** Task instructions **
Filter the data for lines with the word "resampled" and copy those lines.

** Records for this exercise **
* * * *

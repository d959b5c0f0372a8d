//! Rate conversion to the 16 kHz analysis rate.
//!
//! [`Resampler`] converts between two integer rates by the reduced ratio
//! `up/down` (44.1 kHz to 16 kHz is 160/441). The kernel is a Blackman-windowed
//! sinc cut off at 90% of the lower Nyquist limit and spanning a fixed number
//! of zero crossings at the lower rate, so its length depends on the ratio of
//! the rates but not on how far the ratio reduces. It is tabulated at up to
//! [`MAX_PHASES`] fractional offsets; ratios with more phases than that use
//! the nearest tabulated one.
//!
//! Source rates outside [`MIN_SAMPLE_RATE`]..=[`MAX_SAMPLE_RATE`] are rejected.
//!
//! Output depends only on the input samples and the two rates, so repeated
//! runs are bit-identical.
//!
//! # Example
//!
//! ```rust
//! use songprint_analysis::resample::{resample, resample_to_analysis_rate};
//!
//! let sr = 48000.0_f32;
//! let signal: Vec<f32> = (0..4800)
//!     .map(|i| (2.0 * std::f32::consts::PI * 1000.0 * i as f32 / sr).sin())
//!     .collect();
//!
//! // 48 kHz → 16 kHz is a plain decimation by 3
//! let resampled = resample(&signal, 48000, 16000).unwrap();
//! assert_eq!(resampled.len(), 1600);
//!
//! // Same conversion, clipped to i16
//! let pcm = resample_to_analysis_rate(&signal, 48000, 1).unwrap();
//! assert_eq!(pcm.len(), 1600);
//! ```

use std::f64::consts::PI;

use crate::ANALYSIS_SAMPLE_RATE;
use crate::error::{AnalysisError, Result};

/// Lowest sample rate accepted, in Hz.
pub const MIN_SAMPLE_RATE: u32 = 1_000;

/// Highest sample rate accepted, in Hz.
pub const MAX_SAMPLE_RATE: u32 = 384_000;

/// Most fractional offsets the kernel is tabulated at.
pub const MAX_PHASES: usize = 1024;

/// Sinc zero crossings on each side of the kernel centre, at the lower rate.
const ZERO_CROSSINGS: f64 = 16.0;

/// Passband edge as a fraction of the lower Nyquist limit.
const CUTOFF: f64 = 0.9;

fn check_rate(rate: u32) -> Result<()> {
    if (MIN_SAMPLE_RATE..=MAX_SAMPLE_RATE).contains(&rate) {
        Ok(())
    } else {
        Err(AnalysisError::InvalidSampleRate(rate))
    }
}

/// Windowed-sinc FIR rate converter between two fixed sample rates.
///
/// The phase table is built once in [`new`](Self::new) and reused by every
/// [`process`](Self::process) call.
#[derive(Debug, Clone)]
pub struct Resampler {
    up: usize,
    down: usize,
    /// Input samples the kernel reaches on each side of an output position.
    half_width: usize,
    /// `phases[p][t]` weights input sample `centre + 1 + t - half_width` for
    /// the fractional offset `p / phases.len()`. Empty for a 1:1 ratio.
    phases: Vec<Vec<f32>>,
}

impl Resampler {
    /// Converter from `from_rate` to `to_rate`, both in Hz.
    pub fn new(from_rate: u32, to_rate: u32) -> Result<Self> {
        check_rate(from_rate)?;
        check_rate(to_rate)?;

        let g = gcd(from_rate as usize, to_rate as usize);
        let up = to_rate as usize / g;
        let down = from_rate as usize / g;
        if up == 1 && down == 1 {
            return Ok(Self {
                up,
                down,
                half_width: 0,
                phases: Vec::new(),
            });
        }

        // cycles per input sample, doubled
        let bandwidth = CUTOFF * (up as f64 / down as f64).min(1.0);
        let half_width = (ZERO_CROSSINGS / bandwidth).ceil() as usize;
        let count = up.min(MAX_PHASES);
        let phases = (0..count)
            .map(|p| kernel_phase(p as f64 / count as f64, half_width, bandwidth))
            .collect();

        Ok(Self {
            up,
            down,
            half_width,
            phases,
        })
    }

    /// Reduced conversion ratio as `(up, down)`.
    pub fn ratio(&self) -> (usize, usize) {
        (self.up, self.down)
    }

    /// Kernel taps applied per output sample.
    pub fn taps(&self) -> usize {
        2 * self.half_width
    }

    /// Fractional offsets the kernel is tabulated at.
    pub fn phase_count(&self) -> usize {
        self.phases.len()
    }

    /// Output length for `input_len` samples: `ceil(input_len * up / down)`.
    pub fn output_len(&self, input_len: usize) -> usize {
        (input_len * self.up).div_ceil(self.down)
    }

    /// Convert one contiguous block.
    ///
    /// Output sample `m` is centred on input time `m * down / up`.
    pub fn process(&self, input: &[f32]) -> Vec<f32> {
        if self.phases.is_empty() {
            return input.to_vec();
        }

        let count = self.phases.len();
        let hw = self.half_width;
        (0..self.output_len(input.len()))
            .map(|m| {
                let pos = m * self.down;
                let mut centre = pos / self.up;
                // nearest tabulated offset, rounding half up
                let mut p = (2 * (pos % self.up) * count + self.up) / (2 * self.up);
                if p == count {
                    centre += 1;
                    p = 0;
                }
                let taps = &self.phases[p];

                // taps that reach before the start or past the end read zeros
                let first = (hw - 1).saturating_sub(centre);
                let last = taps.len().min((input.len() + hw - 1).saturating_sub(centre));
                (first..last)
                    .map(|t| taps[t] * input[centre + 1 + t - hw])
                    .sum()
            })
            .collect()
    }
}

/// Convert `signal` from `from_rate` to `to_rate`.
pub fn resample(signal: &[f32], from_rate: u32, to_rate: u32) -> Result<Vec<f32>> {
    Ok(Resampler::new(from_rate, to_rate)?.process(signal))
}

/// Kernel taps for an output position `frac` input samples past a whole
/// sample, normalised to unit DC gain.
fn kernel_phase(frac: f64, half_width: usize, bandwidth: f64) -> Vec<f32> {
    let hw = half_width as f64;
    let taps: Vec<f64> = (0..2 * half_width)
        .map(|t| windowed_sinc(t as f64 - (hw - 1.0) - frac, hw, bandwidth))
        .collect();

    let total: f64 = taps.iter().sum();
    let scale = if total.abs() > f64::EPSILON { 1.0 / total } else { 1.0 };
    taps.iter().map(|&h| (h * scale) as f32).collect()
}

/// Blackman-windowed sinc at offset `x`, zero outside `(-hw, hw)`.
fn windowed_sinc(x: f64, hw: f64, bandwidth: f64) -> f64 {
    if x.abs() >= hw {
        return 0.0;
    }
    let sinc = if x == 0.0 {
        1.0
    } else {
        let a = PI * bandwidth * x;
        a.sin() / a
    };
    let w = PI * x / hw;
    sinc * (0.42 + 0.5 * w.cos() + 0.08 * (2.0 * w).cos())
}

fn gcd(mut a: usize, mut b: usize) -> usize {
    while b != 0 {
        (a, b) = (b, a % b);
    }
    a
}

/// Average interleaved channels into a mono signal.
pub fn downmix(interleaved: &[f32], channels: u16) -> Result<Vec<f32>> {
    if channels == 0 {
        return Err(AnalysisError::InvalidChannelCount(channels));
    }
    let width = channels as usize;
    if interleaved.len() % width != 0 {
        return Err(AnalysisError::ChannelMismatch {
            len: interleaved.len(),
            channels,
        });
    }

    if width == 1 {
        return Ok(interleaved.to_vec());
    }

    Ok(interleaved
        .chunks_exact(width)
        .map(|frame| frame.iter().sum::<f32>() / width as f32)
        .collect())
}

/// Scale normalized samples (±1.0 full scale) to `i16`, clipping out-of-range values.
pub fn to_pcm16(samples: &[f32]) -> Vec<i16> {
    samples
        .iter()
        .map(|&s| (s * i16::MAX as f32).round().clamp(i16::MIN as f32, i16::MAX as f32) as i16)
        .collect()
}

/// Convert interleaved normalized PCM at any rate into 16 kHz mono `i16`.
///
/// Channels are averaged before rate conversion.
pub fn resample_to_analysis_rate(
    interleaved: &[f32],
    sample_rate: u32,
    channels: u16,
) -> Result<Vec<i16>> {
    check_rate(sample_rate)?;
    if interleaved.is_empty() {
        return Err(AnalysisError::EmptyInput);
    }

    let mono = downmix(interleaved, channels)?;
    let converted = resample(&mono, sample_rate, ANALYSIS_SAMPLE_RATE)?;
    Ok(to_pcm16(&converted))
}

* * * *

** Reply to the exercise **
//! let resampled = resample(&signal, 48000, 16000).unwrap();
//! assert_eq!(resampled.len(), 1600);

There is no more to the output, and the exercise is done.